Yep, there it is, "We knew enough to say she was mentally ill enough to be a danger to herself." Thus my point, the rationalization of weaponizing psychiatry so those who have agendas can hide behind false narratives of "needing to help people" and use hospitalization as a punishment, if not an outright control to disrupt a person in the community.
Hilarious how people forget how psychiatry sometimes operated up to the later 1960s, but, those providers aren't around to remind us now.

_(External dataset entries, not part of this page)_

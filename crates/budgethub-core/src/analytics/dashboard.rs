//! Dashboard assembly and insight messages

use chrono::{Datelike, NaiveDate};

use super::engine::{
    budget_reports, category_comparison, monthly_total, monthly_trends, predict_budget_overrun,
    top_categories, weekly_comparison, DEFAULT_TOP_CATEGORIES, TREND_MONTHS,
};
use super::types::Dashboard;
use super::Ledger;
use crate::error::Result;
use crate::models::CategoryTotal;

/// Number of recent expenses listed on the dashboard
pub const RECENT_EXPENSES: usize = 10;

/// Top categories that get a month-over-month sentence
const COMPARED_CATEGORIES: usize = 2;

/// Assemble the dashboard for the month containing `today`
pub fn build_dashboard<L: Ledger + ?Sized>(
    ledger: &L,
    owner_id: i64,
    today: NaiveDate,
) -> Result<Dashboard> {
    let (month, year) = (today.month(), today.year());

    let week = weekly_comparison(ledger, owner_id, today)?;
    let top = top_categories(ledger, owner_id, month, year, DEFAULT_TOP_CATEGORIES)?;

    let budget_alerts = budget_reports(ledger, owner_id, month, year)?
        .into_iter()
        .filter(|r| r.status.needs_attention())
        .collect();

    Ok(Dashboard {
        this_week: week.this_week,
        last_week: week.last_week,
        week_change: week.change_percent,
        monthly_total: monthly_total(ledger, owner_id, month, year)?,
        insights: insights(ledger, owner_id, today, &top)?,
        top_categories: top,
        category_totals: ledger.category_totals(owner_id)?,
        monthly_trends: monthly_trends(ledger, owner_id, today, TREND_MONTHS)?,
        budget_alerts,
        recent_expenses: ledger.recent_expenses(owner_id, RECENT_EXPENSES)?,
    })
}

/// Plain-language observations about the current month.
///
/// In order: the top categories, month-over-month changes for the two
/// largest, then each budget whose pace projects past its limit.
pub fn insights<L: Ledger + ?Sized>(
    ledger: &L,
    owner_id: i64,
    today: NaiveDate,
    top: &[CategoryTotal],
) -> Result<Vec<String>> {
    let (month, year) = (today.month(), today.year());
    let mut messages = Vec::new();

    if !top.is_empty() {
        let names: Vec<&str> = top.iter().map(|t| t.category.as_str()).collect();
        messages.push(format!(
            "Your top 3 expense categories this month are {}.",
            names.join(", ")
        ));
    }

    for total in top.iter().take(COMPARED_CATEGORIES) {
        let cmp = category_comparison(ledger, owner_id, &total.category, month, year)?;
        if cmp.change_percent != 0.0 {
            let direction = if cmp.change_percent > 0.0 {
                "more"
            } else {
                "less"
            };
            messages.push(format!(
                "You spent {:.1}% {} on {} compared to last month.",
                cmp.change_percent.abs(),
                direction,
                cmp.category
            ));
        }
    }

    let mut budgets = ledger.budgets_for_month(owner_id, month, year)?;
    budgets.sort_by(|a, b| a.category.cmp(&b.category));
    for budget in budgets {
        let prediction =
            predict_budget_overrun(ledger, owner_id, &budget.category, month, year, today)?;
        if let Some(p) = prediction.filter(|p| p.will_exceed) {
            messages.push(format!(
                "You are likely to exceed your budget for {} if current pace continues. \
                 Projected overrun: {}",
                budget.category,
                format_currency(p.overrun)
            ));
        }
    }

    Ok(messages)
}

/// Format an amount as dollars with thousands separators, e.g. `$1,234.56`
pub fn format_currency(amount: f64) -> String {
    let formatted = format!("{:.2}", amount.abs());
    let (whole, cents) = formatted.split_once('.').unwrap_or((formatted.as_str(), "00"));

    let mut grouped = String::with_capacity(whole.len() + whole.len() / 3);
    for (i, ch) in whole.chars().enumerate() {
        if i > 0 && (whole.len() - i) % 3 == 0 {
            grouped.push(',');
        }
        grouped.push(ch);
    }

    let sign = if amount < 0.0 && formatted != "0.00" {
        "-"
    } else {
        ""
    };
    format!("{}${}.{}", sign, grouped, cents)
}
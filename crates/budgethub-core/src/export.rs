//! CSV expense export

use chrono::NaiveDate;

use crate::db::Database;
use crate::error::{Error, Result};
use crate::models::ExpenseFilter;

/// Header row of exported files
pub const EXPORT_HEADER: [&str; 4] = ["Description", "Amount", "Category", "Date"];

/// Download name for an export made on `date`, e.g. `expenses_20240315.csv`
pub fn export_filename(date: NaiveDate) -> String {
    format!("expenses_{}.csv", date.format("%Y%m%d"))
}

impl Database {
    /// Export all of an owner's expenses as CSV, newest first
    pub fn export_expenses_csv(&self, owner_id: i64) -> Result<String> {
        let expenses = self.list_expenses(owner_id, &ExpenseFilter::default())?;

        let mut writer = csv::Writer::from_writer(Vec::new());
        writer.write_record(EXPORT_HEADER)?;
        for expense in &expenses {
            let amount = format!("{:.2}", expense.amount);
            let date = expense.date.to_string();
            writer.write_record([
                expense.description.as_str(),
                amount.as_str(),
                expense.category.as_str(),
                date.as_str(),
            ])?;
        }

        let bytes = writer.into_inner().map_err(|e| Error::Io(e.into_error()))?;
        String::from_utf8(bytes).map_err(|e| Error::InvalidData(e.to_string()))
    }
}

Wow, so sad to watch how history repeats itself, but, the need to help at the end of the day has to have limits. I guess it just depends on what group one belongs to define those limits. Yeah, and one better belong to the right group to not be labeled, eh?
Enjoying the travel on that road?...
Harry, so if an order for an involuntary psychiatric evaluation was filed, what happened? Was it authorized by a judge? Was she evaluated?
In my mind, I feel we should offer people housing and options for voluntary care, before insisting they have involuntary admissions or involuntary treatment. It's one issue if she was so sick she insisted she wanted to live on the street and refused offers for housing. It's another issue if the hoops to housing were so difficult to navigate that she couldn't meet the requirements to get housing she would have gladly accepted. Advocates will jump on this story (as I did for very ill street people) to say We Need Laws to Make These People Get Treatment-- because perhaps even if we forced people to get care, they still wouldn't end up being housed. Maybe we need housing for the ill, addicted, and impoverished.
I do imagine that with all these people so worried about this lady, that if someone had filed to have her involuntarily hospitalized, then perhaps that could have happened with existing laws. In which case, we don't need to change laws, we need to change awareness.